Eileidh Paterson was first diagnosed with high risk neuroblastoma two years ago, but she overcame the illness last summer and embarked on a series of trips to America aimed at reducing the risk of a relapse.
However, it emerged that Eileidh’s cancer had returned in May and she spent months undergoing intense chemotherapy in Aberdeen.
The four-year-old is now on course to conquer the illness once more, when her current programme of treatment ends next spring.
But doctors have warned Eileidh’s mum, Gail Paterson, that her daughter would face a heightened chance of relapsing again having already suffered two bouts of cancer.
Ms Paterson, Eileidh and her older sister Cerys flew from Inverness to Luton on Friday to attend the Solving Kids Cancer charity’s annual conference in Chesham.
The gathering allows parents the opportunity to speak with experts in the field from across the globe, and to learn about new medicines.
The Patersons returned to their Forres home last night, having spent a rewarding weekend learning about possible methods of keeping Eileidh’s cancer from coming back.
Ms Paterson said: “It was really informative, and I’m now going to speak with our doctor about a vaccination being pioneered in New York that sounds like it could be good for Eileidh.
“She has treatment options if she relapses again, but we want to do everything possible to stop that from happening.
“As her mum, I need to know that I have done all I can for her, and this vaccine is showing positive results.”

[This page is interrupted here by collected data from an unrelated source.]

// SPDX-License-Identifier: Apache-2.0
// Copyright 2025 itsakeyfut
//
// Licensed under the Apache License, Version 2.0 (the "License");
// you may not use this file except in compliance with the License.
// You may obtain a copy of the License at
//
//     http://www.apache.org/licenses/LICENSE-2.0
//
// Unless required by applicable law or agreed to in writing, software
// distributed under the License is distributed on an "AS IS" BASIS,
// WITHOUT WARRANTIES OR CONDITIONS OF ANY KIND, either express or implied.
// See the License for the specific language governing permissions and
// limitations under the License.

//! Custom assertions for rasterizer testing

use scanfill::core::{Canvas, Color};

/// Assert two colors agree within `tolerance` per component
#[allow(dead_code)]
pub fn assert_color_close(actual: Color, expected: Color, tolerance: f64) {
    let close = (actual.r - expected.r).abs() <= tolerance
        && (actual.g - expected.g).abs() <= tolerance
        && (actual.b - expected.b).abs() <= tolerance;
    assert!(
        close,
        "Color mismatch: expected {:?}, got {:?} (tolerance {})",
        expected, actual, tolerance
    );
}

/// Assert pixel (x, y) has the expected color within `tolerance`
#[allow(dead_code)]
pub fn assert_pixel(canvas: &Canvas, x: i32, y: i32, expected: Color, tolerance: f64) {
    let actual = canvas
        .pixel(x, y)
        .unwrap_or_else(|| panic!("Pixel ({}, {}) is outside the canvas", x, y));
    assert_color_close(actual, expected, tolerance);
}

/// Assert row `y` is filled exactly over `first..=last`
#[allow(dead_code)]
pub fn assert_span(canvas: &Canvas, y: usize, first: i32, last: i32) {
    let actual = super::fixtures::filled_columns(canvas, y);
    let expected: Vec<i32> = (first..=last).collect();
    assert_eq!(
        actual, expected,
        "Row {} span mismatch: expected {}..={}",
        y, first, last
    );
}
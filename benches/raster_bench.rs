// SPDX-License-Identifier: Apache-2.0
// Copyright 2025 itsakeyfut
//
// Licensed under the Apache License, Version 2.0 (the "License");
// you may not use this file except in compliance with the License.
// You may obtain a copy of the License at
//
//     http://www.apache.org/licenses/LICENSE-2.0
//
// Unless required by applicable law or agreed to in writing, software
// distributed under the License is distributed on an "AS IS" BASIS,
// WITHOUT WARRANTIES OR CONDITIONS OF ANY KIND, either express or implied.
// See the License for the specific language governing permissions and
// limitations under the License.

use criterion::{criterion_group, criterion_main, BenchmarkId, Criterion};
use scanfill::core::raster::edge::EdgeTable;
use scanfill::core::raster::interpolate::{interpolate, Axis};
use scanfill::core::{fill_flat, fill_gouraud, Canvas, Color, Point, Scene, Vertex};
use std::hint::black_box;

const COLORS: [Color; 3] = [Color::RED, Color::GREEN, Color::BLUE];

/// Triangle covering roughly half of a size x size canvas
fn triangle(size: i32) -> [Vertex; 3] {
    [
        Vertex::new(0, 0),
        Vertex::new(size - 1, size / 3),
        Vertex::new(size / 4, size - 1),
    ]
}

fn fill_benchmark(c: &mut Criterion) {
    let mut group = c.benchmark_group("fill");

    for size in [16, 128, 512].iter() {
        let vertices = triangle(*size);

        group.bench_with_input(BenchmarkId::new("flat", size), size, |b, &size| {
            let mut canvas = Canvas::new(size as usize, size as usize);
            b.iter(|| {
                black_box(fill_flat(&mut canvas, black_box(&vertices), &COLORS).unwrap());
            });
        });

        group.bench_with_input(BenchmarkId::new("gouraud", size), size, |b, &size| {
            let mut canvas = Canvas::new(size as usize, size as usize);
            b.iter(|| {
                black_box(fill_gouraud(&mut canvas, black_box(&vertices), &COLORS).unwrap());
            });
        });
    }

    group.finish();
}

fn setup_benchmark(c: &mut Criterion) {
    c.bench_function("edge_table", |b| {
        b.iter(|| black_box(EdgeTable::new(black_box(triangle(128)))));
    });

    c.bench_function("interpolate", |b| {
        let p1 = Point::new(0.0, 0.0);
        let p2 = Point::new(40.0, 25.0);
        b.iter(|| {
            black_box(interpolate(
                p1,
                p2,
                Color::RED,
                Color::BLUE,
                black_box(17.0),
                Axis::Y,
            ))
        });
    });
}

fn scene_benchmark(c: &mut Criterion) {
    // 8x8 grid of quads, two triangles each
    let cells = 8;
    let step = 16;
    let mut scene = Scene {
        width: (cells * step + 1) as usize,
        height: (cells * step + 1) as usize,
        background: Color::WHITE,
        shading: Default::default(),
        vertices: Vec::new(),
        colors: Vec::new(),
        faces: Vec::new(),
        depth: None,
    };
    for y in 0..=cells {
        for x in 0..=cells {
            scene.vertices.push(Vertex::new(x * step, y * step));
            scene.colors.push(COLORS[((x + y) % 3) as usize]);
        }
    }
    let stride = (cells + 1) as usize;
    for y in 0..cells as usize {
        for x in 0..cells as usize {
            let i = y * stride + x;
            scene.faces.push([i, i + 1, i + stride + 1]);
            scene.faces.push([i, i + stride + 1, i + stride]);
        }
    }

    c.bench_function("scene_render", |b| {
        b.iter(|| black_box(scene.render().unwrap()));
    });
}

criterion_group!(benches, fill_benchmark, setup_benchmark, scene_benchmark);
criterion_main!(benches);
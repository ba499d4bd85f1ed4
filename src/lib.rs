// SPDX-License-Identifier: Apache-2.0
// Copyright 2025 itsakeyfut
//
// Licensed under the Apache License, Version 2.0 (the "License");
// you may not use this file except in compliance with the License.
// You may obtain a copy of the License at
//
//     http://www.apache.org/licenses/LICENSE-2.0
//
// Unless required by applicable law or agreed to in writing, software
// distributed under the License is distributed on an "AS IS" BASIS,
// WITHOUT WARRANTIES OR CONDITIONS OF ANY KIND, either express or implied.
// See the License for the specific language governing permissions and
// limitations under the License.

//! Scanline triangle rasterizer
//!
//! This library fills a single triangle on a pixel canvas using the classic
//! active-edge-table algorithm, with either a flat color or Gouraud shading
//! interpolated from the three vertex colors.
//!
//! # Example
//!
//! ```
//! use scanfill::core::{fill_gouraud, Canvas, Color, Vertex};
//!
//! let mut canvas = Canvas::new(16, 16);
//! let vertices = [Vertex::new(2, 2), Vertex::new(12, 4), Vertex::new(6, 12)];
//! let colors = [Color::RED, Color::GREEN, Color::BLUE];
//!
//! let stats = fill_gouraud(&mut canvas, &vertices, &colors).unwrap();
//! assert_eq!(stats.rows, 11);
//! assert_eq!(canvas.pixel(2, 2), Some(Color::RED));
//! ```

pub mod core;
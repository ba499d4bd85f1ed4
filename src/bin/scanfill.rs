// SPDX-License-Identifier: Apache-2.0
// Copyright 2025 itsakeyfut
//
// Licensed under the Apache License, Version 2.0 (the "License");
// you may not use this file except in compliance with the License.
// You may obtain a copy of the License at
//
//     http://www.apache.org/licenses/LICENSE-2.0
//
// Unless required by applicable law or agreed to in writing, software
// distributed under the License is distributed on an "AS IS" BASIS,
// WITHOUT WARRANTIES OR CONDITIONS OF ANY KIND, either express or implied.
// See the License for the specific language governing permissions and
// limitations under the License.

use std::path::PathBuf;

use clap::Parser;
use log::{error, info};
use scanfill::core::error::Result;
use scanfill::core::{Color, Scene, Shading};

/// Scanline triangle rasterizer
#[derive(Parser)]
#[command(name = "scanfill")]
#[command(about = "Render a triangle scene with flat or Gouraud shading", long_about = None)]
struct Args {
    /// Scene file (.toml or .json)
    scene: PathBuf,

    /// Output image; the format follows the extension (.png, .ppm, .bmp)
    #[arg(short = 'o', long, default_value = "out.png")]
    output: PathBuf,

    /// Shading mode, overriding the scene's
    #[arg(short = 's', long, value_enum)]
    shading: Option<Shading>,

    /// Background color as r,g,b in [0, 1], overriding the scene's
    #[arg(long, value_parser = parse_color)]
    background: Option<Color>,
}

/// Parse "r,g,b" with each component in [0, 1]
fn parse_color(s: &str) -> std::result::Result<Color, String> {
    let components = s
        .split(',')
        .map(|c| c.trim().parse::<f64>())
        .collect::<std::result::Result<Vec<_>, _>>()
        .map_err(|e| format!("invalid color '{}': {}", s, e))?;

    let [r, g, b] = components[..] else {
        return Err(format!("invalid color '{}': expected r,g,b", s));
    };

    let color = Color::new(r, g, b);
    if !color.is_normalized() {
        return Err(format!("invalid color '{}': components must lie in [0, 1]", s));
    }
    Ok(color)
}

fn main() -> Result<()> {
    // Load .env file if present (RUST_LOG and friends)
    if let Err(e) = dotenvy::dotenv() {
        if !e.not_found() {
            eprintln!("Warning: Failed to load .env file: {}", e);
        }
    }

    // Initialize logger with default level INFO
    env_logger::Builder::from_env(env_logger::Env::default().default_filter_or("info")).init();

    info!("scanfill v{}", env!("CARGO_PKG_VERSION"));

    let args = Args::parse();

    let mut scene = Scene::load(&args.scene).inspect_err(|e| error!("Failed to load scene: {}", e))?;

    if let Some(shading) = args.shading {
        info!("Shading override: {:?}", shading);
        scene.shading = shading;
    }
    if let Some(background) = args.background {
        scene.background = background;
    }

    let canvas = scene
        .render()
        .inspect_err(|e| error!("Failed to render scene: {}", e))?;

    canvas
        .save(&args.output)
        .inspect_err(|e| error!("Failed to write image: {}", e))?;

    info!("Wrote {}", args.output.display());

    Ok(())
}

#[cfg(test)]
mod tests {
    use super::*;

    #[test]
    fn test_parse_color() {
        assert_eq!(parse_color("1,0.5,0"), Ok(Color::new(1.0, 0.5, 0.0)));
        assert_eq!(parse_color(" 0 , 0 , 1 "), Ok(Color::BLUE));
        assert!(parse_color("1,0").is_err());
        assert!(parse_color("1,0,0,0").is_err());
        assert!(parse_color("red").is_err());
        assert!(parse_color("2,0,0").is_err());
    }

    #[test]
    fn test_args() {
        let args = Args::try_parse_from(["scanfill", "scene.toml", "-s", "flat", "--background", "0,0,0"])
            .unwrap();
        assert_eq!(args.output, PathBuf::from("out.png"));
        assert_eq!(args.shading, Some(Shading::Flat));
        assert_eq!(args.background, Some(Color::BLACK));
    }
}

The trip was Eileidh’s first flight since she last visited America, in the spring.
The youngster, who has a fondness for planes, was just as excited about the journey as she was about getting to play with other children at the conference.
Ms Paterson added: “Eileidh loves flying, and she couldn’t wait to get on the plane.
“She had a great time at the conference too, as they have entertainment for children while the parents are busy.”
Eileidh’s trips to America were funded by kind-hearted north-east residents who raised £125,000 to pay for her place on a drugs course in Michigan.